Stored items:
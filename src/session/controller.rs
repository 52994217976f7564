//! Session controller
//!
//! Owns the script cursor and the session state, drives narration and the
//! capture sub-flow, and stops the recording exactly once.
//!
//! The controller is synchronous: every method handles one discrete event
//! and returns. Speech completions and operator input arrive through
//! [`super::runner::SessionRunner`].

use std::sync::Arc;

use tokio::sync::broadcast;

use super::progress::{ProgressTracker, SectionProgress};
use super::state::{Cursor, SessionNotification, SessionState, TerminationReason};
use crate::capture::subflow::{CaptureError, CaptureSubflow, CapturedImage};
use crate::capture::traits::DisplayMode;
use crate::narration::player::{Completion, NarrationPlayer, SpeechOutcome, SpeechTicket};
use crate::narration::unit::{collect_group, NarrationUnit};
use crate::recorder::lifecycle::RecordingLifecycle;
use crate::recorder::state::RecordingArtifact;
use crate::script::Script;
use crate::utils::error::{AppError, AppResult};

/// Everything a terminated session hands over
#[derive(Debug, Clone)]
pub struct SessionOutcome {
    pub reason: TerminationReason,
    pub cursor: Cursor,
    pub artifact: Option<RecordingArtifact>,
    pub images: Vec<CapturedImage>,
}

pub struct SessionController {
    script: Arc<Script>,
    cursor: Cursor,
    state: SessionState,
    /// Unit being spoken or awaiting follow-up
    current: Option<NarrationUnit>,
    player: NarrationPlayer,
    capture: CaptureSubflow,
    recorder: RecordingLifecycle,
    display: Box<dyn DisplayMode>,
    termination: Option<TerminationReason>,
    notify_tx: broadcast::Sender<SessionNotification>,
}

impl SessionController {
    pub fn new(
        script: Arc<Script>,
        player: NarrationPlayer,
        recorder: RecordingLifecycle,
        display: Box<dyn DisplayMode>,
    ) -> Self {
        let (notify_tx, _) = broadcast::channel(256);
        Self {
            script,
            cursor: Cursor::default(),
            state: SessionState::Idle,
            current: None,
            player,
            capture: CaptureSubflow::new(),
            recorder,
            display,
            termination: None,
            notify_tx,
        }
    }

    pub fn subscribe(&self) -> broadcast::Receiver<SessionNotification> {
        self.notify_tx.subscribe()
    }

    pub fn state(&self) -> SessionState {
        self.state
    }

    pub fn cursor(&self) -> Cursor {
        self.cursor
    }

    pub fn script(&self) -> &Script {
        &self.script
    }

    pub fn capture(&self) -> &CaptureSubflow {
        &self.capture
    }

    pub fn recorder(&self) -> &RecordingLifecycle {
        &self.recorder
    }

    pub fn current_unit(&self) -> Option<&NarrationUnit> {
        self.current.as_ref()
    }

    pub fn termination(&self) -> Option<TerminationReason> {
        self.termination
    }

    pub fn progress(&self) -> Vec<SectionProgress> {
        ProgressTracker::snapshot(&self.script, self.cursor)
    }

    /// Start recording and speak the first unit.
    ///
    /// Fails without side effects if the capture device cannot start.
    pub fn begin(&mut self) -> AppResult<()> {
        if self.state != SessionState::Idle {
            return Err(AppError::InvalidState(format!(
                "cannot begin a session that is {:?}",
                self.state
            )));
        }

        self.recorder.start()?;

        if let Err(e) = self.display.enter_fullscreen() {
            tracing::warn!("Could not enter fullscreen: {}", e);
        }

        tracing::info!(
            "Session started: {} sections, {} lines",
            self.script.sections.len(),
            self.script.total_lines()
        );
        self.move_cursor(self.cursor.normalize(&self.script));
        self.speak_next();
        Ok(())
    }

    /// Handle a completion reported by the speech service
    pub fn on_speech_complete(&mut self, ticket: SpeechTicket, outcome: SpeechOutcome) {
        if self.state != SessionState::Narrating {
            tracing::debug!("Ignoring speech completion {} while {:?}", ticket, self.state);
            return;
        }

        match self.player.complete(ticket, outcome) {
            Completion::Stale => return,
            Completion::Failed(e) => {
                self.report(&AppError::NarrationFailure(e.to_string()));
            }
            Completion::Finished => {}
        }

        let Some(unit) = self.current.as_ref() else {
            tracing::warn!("Speech completed with no current unit");
            return;
        };

        let anchor = unit.anchor().clone();
        let section_terminates = unit.ends_section
            && self
                .script
                .section(unit.start.section)
                .is_some_and(|s| s.auto_terminate);
        let next = unit.next_cursor();

        self.move_cursor(next);

        if anchor.auto_terminate || section_terminates {
            tracing::info!("Auto-terminate reached before {:?}", next);
            self.terminate(TerminationReason::AutoTerminate);
        } else if anchor.capture_mode {
            let image_type = self.capture.begin(anchor.action_required.as_deref());
            self.set_state(SessionState::AwaitingCapture);
            self.notify(SessionNotification::CaptureRequested {
                image_type,
                action: anchor.action_required,
            });
        } else {
            self.set_state(SessionState::AwaitingAdvance);
        }
    }

    /// Continue to the next unit after an advance or a confirmed capture
    pub fn user_next(&mut self) -> AppResult<()> {
        match self.state {
            SessionState::AwaitingAdvance => {}
            SessionState::AwaitingCapture => self.capture.close(),
            SessionState::Terminated => {
                tracing::debug!("Ignoring next: session terminated");
                return Ok(());
            }
            state => {
                return Err(AppError::InvalidState(format!(
                    "cannot advance while {:?}",
                    state
                )))
            }
        }

        self.move_cursor(self.cursor.normalize(&self.script));
        self.speak_next();
        Ok(())
    }

    /// Snapshot the current device frame for the requested document
    pub fn capture_document(&mut self) -> AppResult<()> {
        self.require_capture("capture")?;

        let frame = self
            .recorder
            .device()
            .snapshot()
            .map_err(|e| CaptureError::Snapshot(e.to_string()))?;
        let image_type = self.capture.capture(&frame)?.image_type.clone();

        self.notify(SessionNotification::CaptureTaken { image_type });
        Ok(())
    }

    /// Discard the pending capture
    pub fn retake_document(&mut self) -> AppResult<()> {
        self.require_capture("retake")?;
        self.capture.retake()?;

        let image_type = self.capture.active_type().unwrap_or_default().to_string();
        self.notify(SessionNotification::CaptureDiscarded { image_type });
        Ok(())
    }

    /// Accept the pending capture and resume narration
    pub fn confirm_document(&mut self) -> AppResult<()> {
        self.require_capture("confirm")?;
        self.capture.confirm()?;

        let image_type = self.capture.active_type().unwrap_or_default().to_string();
        self.notify(SessionNotification::CaptureConfirmed { image_type });
        self.user_next()
    }

    /// Stop the session early. Idempotent.
    pub fn stop(&mut self) {
        self.terminate(TerminationReason::UserStopped);
    }

    /// Surface a non-fatal error to observers
    pub fn report(&self, error: &AppError) {
        tracing::warn!("{}", error);
        self.notify(SessionNotification::Warning {
            code: error.code().to_string(),
            message: error.to_string(),
        });
    }

    /// What the session hands over once terminated
    pub fn outcome(&self) -> Option<SessionOutcome> {
        self.termination.map(|reason| SessionOutcome {
            reason,
            cursor: self.cursor,
            artifact: self.recorder.artifact().cloned(),
            images: self.capture.images().to_vec(),
        })
    }

    fn require_capture(&self, action: &'static str) -> AppResult<()> {
        if self.state == SessionState::AwaitingCapture {
            Ok(())
        } else {
            Err(AppError::InvalidState(format!(
                "cannot {} while {:?}",
                action, self.state
            )))
        }
    }

    fn speak_next(&mut self) {
        let Some(unit) = collect_group(&self.script, self.cursor) else {
            self.terminate(TerminationReason::ScriptComplete);
            return;
        };

        let request = self.player.speak(&unit);
        self.current = Some(unit);
        self.set_state(SessionState::Narrating);
        self.notify(SessionNotification::Narrating {
            cursor: self.cursor,
            text: request.text,
        });
    }

    fn terminate(&mut self, reason: TerminationReason) {
        if self.state == SessionState::Terminated {
            return;
        }

        self.player.stop();
        self.capture.close();
        self.recorder.stop();
        if let Err(e) = self.display.exit_fullscreen() {
            tracing::warn!("Could not exit fullscreen: {}", e);
        }

        tracing::info!("Session terminated: {:?} at {:?}", reason, self.cursor);
        self.termination = Some(reason);
        self.set_state(SessionState::Terminated);
        self.notify(SessionNotification::Terminated(reason));
    }

    fn move_cursor(&mut self, next: Cursor) {
        if next < self.cursor {
            tracing::warn!("Refusing to move cursor back from {:?} to {:?}", self.cursor, next);
            return;
        }
        if next == self.cursor {
            return;
        }

        tracing::debug!("Cursor {:?} -> {:?}", self.cursor, next);
        self.cursor = next;
        self.notify(SessionNotification::Progress(self.progress()));
    }

    fn set_state(&mut self, state: SessionState) {
        if self.state != state {
            tracing::debug!("Session state {:?} -> {:?}", self.state, state);
            self.state = state;
            self.notify(SessionNotification::StateChanged(state));
        }
    }

    fn notify(&self, notification: SessionNotification) {
        let _ = self.notify_tx.send(notification);
    }
}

*PROBLEM TO WORK ON*. Your task is to quote the lines above, beginning with the first and ending with the one that holds "one discrete event".

*TASK ANSWER*.
filename src/session/controller.rs
repository 52994217976f7564
//! Session controller
//!
//! Owns the script cursor and the session state, drives narration and the
//! capture sub-flow, and stops the recording exactly once.
//!
//! The controller is synchronous: every method handles one discrete event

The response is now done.